Start of THE DATA

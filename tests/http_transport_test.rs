mod common;

use common::{RecordingUnload, event_types, manual_config, record};
use edgekite_agent::buffer::{Batch, BatchTrigger};
use edgekite_agent::delivery::{DeliveryCoordinator, FlushOutcome};
use edgekite_agent::sender::{
    ClientConfig, DeliveryOutcome, DeliveryTransport, FailureReason, HttpTransport,
};
use std::sync::Arc;
use std::time::Duration;
use wiremock::{
    Mock, MockServer, ResponseTemplate,
    matchers::{header, method, path},
};

const BATCH_PATH: &str = "/api/events/batch";

fn transport_for(server: &MockServer) -> HttpTransport {
    let config = ClientConfig::with_endpoint(format!("{}{BATCH_PATH}", server.uri()))
        .with_timeout(Duration::from_secs(5));
    HttpTransport::new(config).unwrap()
}

fn batch(event_types: &[&str]) -> Batch {
    Batch::new(
        event_types.iter().map(|t| record(t)).collect(),
        BatchTrigger::Manual,
    )
}

#[tokio::test]
async fn test_2xx_is_delivered() {
    let mock_server = MockServer::start().await;
    Mock::given(method("POST"))
        .and(path(BATCH_PATH))
        .and(header("content-type", "application/json"))
        .respond_with(ResponseTemplate::new(202))
        .expect(1)
        .mount(&mock_server)
        .await;

    let transport = transport_for(&mock_server);
    let outcome = transport.deliver(&batch(&["click", "scroll"])).await;

    assert_eq!(outcome, DeliveryOutcome::Delivered { status: 202 });
}

#[tokio::test]
async fn test_body_is_json_array_in_queue_order() {
    let mock_server = MockServer::start().await;
    Mock::given(method("POST"))
        .and(path(BATCH_PATH))
        .respond_with(ResponseTemplate::new(200))
        .mount(&mock_server)
        .await;

    let transport = transport_for(&mock_server);
    transport.deliver(&batch(&["a", "b", "c"])).await;

    let requests = mock_server.received_requests().await.unwrap();
    assert_eq!(requests.len(), 1);

    let body: serde_json::Value = serde_json::from_slice(&requests[0].body).unwrap();
    let records = body.as_array().expect("body is a JSON array");
    let types: Vec<&str> = records
        .iter()
        .map(|r| r["event"]["type"].as_str().unwrap())
        .collect();
    assert_eq!(types, vec!["a", "b", "c"]);
    assert_eq!(records[0]["source"]["id"], "test-session");
    assert!(records[0]["observed_at"].is_string());
}

#[tokio::test]
async fn test_server_error_is_reported_with_status() {
    let mock_server = MockServer::start().await;
    Mock::given(method("POST"))
        .and(path(BATCH_PATH))
        .respond_with(ResponseTemplate::new(500).set_body_string("Internal Server Error"))
        .mount(&mock_server)
        .await;

    let transport = transport_for(&mock_server);
    let outcome = transport.deliver(&batch(&["a"])).await;

    assert_eq!(outcome, DeliveryOutcome::failed(FailureReason::HttpStatus(500)));
}

#[tokio::test]
async fn test_client_error_is_a_failure_too() {
    let mock_server = MockServer::start().await;
    Mock::given(method("POST"))
        .respond_with(ResponseTemplate::new(400))
        .mount(&mock_server)
        .await;

    let transport = transport_for(&mock_server);
    let outcome = transport.deliver(&batch(&["a"])).await;

    // Retried like any other failure; only serialization errors are final.
    assert_eq!(outcome, DeliveryOutcome::failed(FailureReason::HttpStatus(400)));
    match outcome {
        DeliveryOutcome::Failed { reason } => assert!(reason.is_retryable()),
        other => panic!("Expected failure, got {other:?}"),
    }
}

#[tokio::test]
async fn test_slow_collector_times_out() {
    let mock_server = MockServer::start().await;
    Mock::given(method("POST"))
        .respond_with(ResponseTemplate::new(200).set_delay(Duration::from_millis(500)))
        .mount(&mock_server)
        .await;

    let config = ClientConfig::with_endpoint(format!("{}{BATCH_PATH}", mock_server.uri()))
        .with_timeout(Duration::from_millis(100));
    let transport = HttpTransport::new(config).unwrap();

    let outcome = transport.deliver(&batch(&["a"])).await;

    assert_eq!(outcome, DeliveryOutcome::failed(FailureReason::Timeout));
}

#[tokio::test]
async fn test_coordinator_resends_after_collector_failure() {
    let mock_server = MockServer::start().await;
    Mock::given(method("POST"))
        .and(path(BATCH_PATH))
        .respond_with(ResponseTemplate::new(503))
        .up_to_n_times(1)
        .mount(&mock_server)
        .await;
    Mock::given(method("POST"))
        .and(path(BATCH_PATH))
        .respond_with(ResponseTemplate::new(200))
        .mount(&mock_server)
        .await;

    let unload = Arc::new(RecordingUnload::new());
    let coordinator = DeliveryCoordinator::new(
        manual_config(),
        Arc::new(transport_for(&mock_server)),
        unload.clone(),
    )
    .unwrap();

    coordinator.enqueue(record("first"));
    coordinator.enqueue(record("second"));

    assert_eq!(
        coordinator.flush().await,
        FlushOutcome::Requeued {
            records: 2,
            reason: FailureReason::HttpStatus(503)
        }
    );
    assert_eq!(
        event_types(&coordinator.pending_records()),
        vec!["first", "second"]
    );

    coordinator.enqueue(record("third"));
    assert_eq!(
        coordinator.flush().await,
        FlushOutcome::Delivered { records: 3 }
    );

    let requests = mock_server.received_requests().await.unwrap();
    assert_eq!(requests.len(), 2);
    let last: Vec<serde_json::Value> = serde_json::from_slice(&requests[1].body).unwrap();
    assert_eq!(last.len(), 3);
    assert_eq!(last[0]["event"]["type"], "first");
    assert_eq!(unload.send_count(), 0);

    let snapshot = coordinator.metrics_snapshot();
    assert_eq!(snapshot.batches_failed, 1);
    assert_eq!(snapshot.records_requeued, 2);
    assert_eq!(snapshot.records_delivered, 3);
}
use serde::{Deserialize, Serialize};

/// Settings of the optional Prometheus endpoint, derived from the flat CLI
/// fields.
#[derive(Debug, Clone, PartialEq, Eq, Serialize, Deserialize)]
pub struct MetricsConfig {
    pub enabled: bool,
    pub port: u16,
    pub path: String,
}

impl Default for MetricsConfig {
    fn default() -> Self {
        Self {
            enabled: false,
            port: 9090,
            path: "/metrics".to_string(),
        }
    }
}
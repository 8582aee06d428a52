pub mod coordinator;
pub mod state;

pub use coordinator::{
    CoordinatorConfig, DEFAULT_BATCH_INTERVAL, DEFAULT_BATCH_SIZE, DeliveryCoordinator,
};
pub use state::{CoordinatorState, FlushOutcome};
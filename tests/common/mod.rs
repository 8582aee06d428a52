#![allow(dead_code)]

use edgekite_agent::buffer::Batch;
use edgekite_agent::delivery::{CoordinatorConfig, DeliveryCoordinator};
use edgekite_agent::domain::{EventRecord, SourceContext};
use edgekite_agent::sender::{
    DeliveryOutcome, DeliveryTransport, FailureReason, Payload, UnloadStrategyKind,
    UnloadTransport,
};
use futures::future::{BoxFuture, FutureExt};
use parking_lot::Mutex;
use std::collections::VecDeque;
use std::sync::Arc;
use std::time::Duration;

/// One call to `deliver`: the event types in the batch and whether it was
/// accepted.
#[derive(Debug, Clone, PartialEq)]
pub struct Attempt {
    pub events: Vec<String>,
    pub delivered: bool,
}

/// Async transport that replays scripted outcomes, then accepts everything.
#[derive(Default)]
pub struct RecordingTransport {
    script: Mutex<VecDeque<DeliveryOutcome>>,
    attempts: Mutex<Vec<Attempt>>,
    delay: Option<Duration>,
}

impl RecordingTransport {
    pub fn new() -> Self {
        Self::default()
    }

    pub fn with_delay(delay: Duration) -> Self {
        Self {
            delay: Some(delay),
            ..Self::default()
        }
    }

    pub fn fail_next(&self, reason: FailureReason) {
        self.script.lock().push_back(DeliveryOutcome::failed(reason));
    }

    pub fn attempts(&self) -> Vec<Attempt> {
        self.attempts.lock().clone()
    }

    pub fn attempt_count(&self) -> usize {
        self.attempts.lock().len()
    }

    /// Event types of accepted batches, in delivery order.
    pub fn delivered_events(&self) -> Vec<String> {
        self.attempts
            .lock()
            .iter()
            .filter(|a| a.delivered)
            .flat_map(|a| a.events.clone())
            .collect()
    }
}

impl DeliveryTransport for RecordingTransport {
    fn deliver<'a>(&'a self, batch: &'a Batch) -> BoxFuture<'a, DeliveryOutcome> {
        let outcome = self
            .script
            .lock()
            .pop_front()
            .unwrap_or(DeliveryOutcome::Delivered { status: 200 });
        self.attempts.lock().push(Attempt {
            events: event_types(batch.records()),
            delivered: outcome.is_delivered(),
        });

        let delay = self.delay;
        async move {
            if let Some(delay) = delay {
                tokio::time::sleep(delay).await;
            }
            outcome
        }
        .boxed()
    }
}

/// Unload transport that keeps every payload it is handed.
pub struct RecordingUnload {
    payloads: Mutex<Vec<Vec<String>>>,
    kind: UnloadStrategyKind,
}

impl RecordingUnload {
    pub fn new() -> Self {
        Self {
            payloads: Mutex::new(Vec::new()),
            kind: UnloadStrategyKind::Beacon,
        }
    }

    pub fn payloads(&self) -> Vec<Vec<String>> {
        self.payloads.lock().clone()
    }

    pub fn send_count(&self) -> usize {
        self.payloads.lock().len()
    }
}

impl UnloadTransport for RecordingUnload {
    fn send_unload(&self, payload: Payload) {
        let records: Vec<serde_json::Value> =
            serde_json::from_slice(payload.body()).expect("unload payload is a JSON array");
        let events = records
            .iter()
            .map(|r| r["event"]["type"].as_str().unwrap_or_default().to_string())
            .collect();
        self.payloads.lock().push(events);
    }

    fn kind(&self) -> UnloadStrategyKind {
        self.kind
    }
}

pub fn event_types(records: &[EventRecord]) -> Vec<String> {
    records
        .iter()
        .map(|r| r.event().event_type().to_string())
        .collect()
}

pub fn context() -> SourceContext {
    SourceContext::with_session_id("test-session", "0.1.0")
}

pub fn record(event_type: &str) -> EventRecord {
    EventRecord::builder(&context(), event_type).build()
}

pub fn names(prefix: &str, count: usize) -> Vec<String> {
    (0..count).map(|i| format!("{prefix}{i}")).collect()
}

pub struct Harness {
    pub coordinator: DeliveryCoordinator,
    pub transport: Arc<RecordingTransport>,
    pub unload: Arc<RecordingUnload>,
}

impl Harness {
    pub fn new(config: CoordinatorConfig) -> Self {
        Self::with_transport(config, RecordingTransport::new())
    }

    pub fn with_transport(config: CoordinatorConfig, transport: RecordingTransport) -> Self {
        let transport = Arc::new(transport);
        let unload = Arc::new(RecordingUnload::new());
        let coordinator = DeliveryCoordinator::new(config, transport.clone(), unload.clone())
            .expect("coordinator inside runtime");
        Self {
            coordinator,
            transport,
            unload,
        }
    }

    pub fn enqueue_all<S: AsRef<str>>(&self, event_types: &[S]) {
        for event_type in event_types {
            self.coordinator.enqueue(record(event_type.as_ref()));
        }
    }

    pub fn pending(&self) -> Vec<String> {
        event_types(&self.coordinator.pending_records())
    }
}

/// Batch size 10 with a timer slow enough to stay out of the way.
pub fn manual_config() -> CoordinatorConfig {
    CoordinatorConfig {
        batch_size: 10,
        batch_interval: Duration::from_secs(3600),
        max_queue_len: None,
    }
}

/// Let spawned tasks run without moving a paused clock past any timer.
pub async fn settle() {
    for _ in 0..10 {
        tokio::task::yield_now().await;
    }
}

End of THE DATA

• _WHAT TO PRODUCE_: Quote the records above exactly, from the first line through the line containing "assert_eq!(requests.len(), 1);", and nothing more.

• _SOLUTION TO THIS EXERCISE_:
filename tests/http_transport_test.rs
mod common;

use common::{RecordingUnload, event_types, manual_config, record};
use edgekite_agent::buffer::{Batch, BatchTrigger};
use edgekite_agent::delivery::{DeliveryCoordinator, FlushOutcome};
use edgekite_agent::sender::{
    ClientConfig, DeliveryOutcome, DeliveryTransport, FailureReason, HttpTransport,
};
use std::sync::Arc;
use std::time::Duration;
use wiremock::{
    Mock, MockServer, ResponseTemplate,
    matchers::{header, method, path},
};

const BATCH_PATH: &str = "/api/events/batch";

fn transport_for(server: &MockServer) -> HttpTransport {
    let config = ClientConfig::with_endpoint(format!("{}{BATCH_PATH}", server.uri()))
        .with_timeout(Duration::from_secs(5));
    HttpTransport::new(config).unwrap()
}

fn batch(event_types: &[&str]) -> Batch {
    Batch::new(
        event_types.iter().map(|t| record(t)).collect(),
        BatchTrigger::Manual,
    )
}

#[tokio::test]
async fn test_2xx_is_delivered() {
    let mock_server = MockServer::start().await;
    Mock::given(method("POST"))
        .and(path(BATCH_PATH))
        .and(header("content-type", "application/json"))
        .respond_with(ResponseTemplate::new(202))
        .expect(1)
        .mount(&mock_server)
        .await;

    let transport = transport_for(&mock_server);
    let outcome = transport.deliver(&batch(&["click", "scroll"])).await;

    assert_eq!(outcome, DeliveryOutcome::Delivered { status: 202 });
}

#[tokio::test]
async fn test_body_is_json_array_in_queue_order() {
    let mock_server = MockServer::start().await;
    Mock::given(method("POST"))
        .and(path(BATCH_PATH))
        .respond_with(ResponseTemplate::new(200))
        .mount(&mock_server)
        .await;

    let transport = transport_for(&mock_server);
    transport.deliver(&batch(&["a", "b", "c"])).await;

    let requests = mock_server.received_requests().await.unwrap();
    assert_eq!(requests.len(), 1);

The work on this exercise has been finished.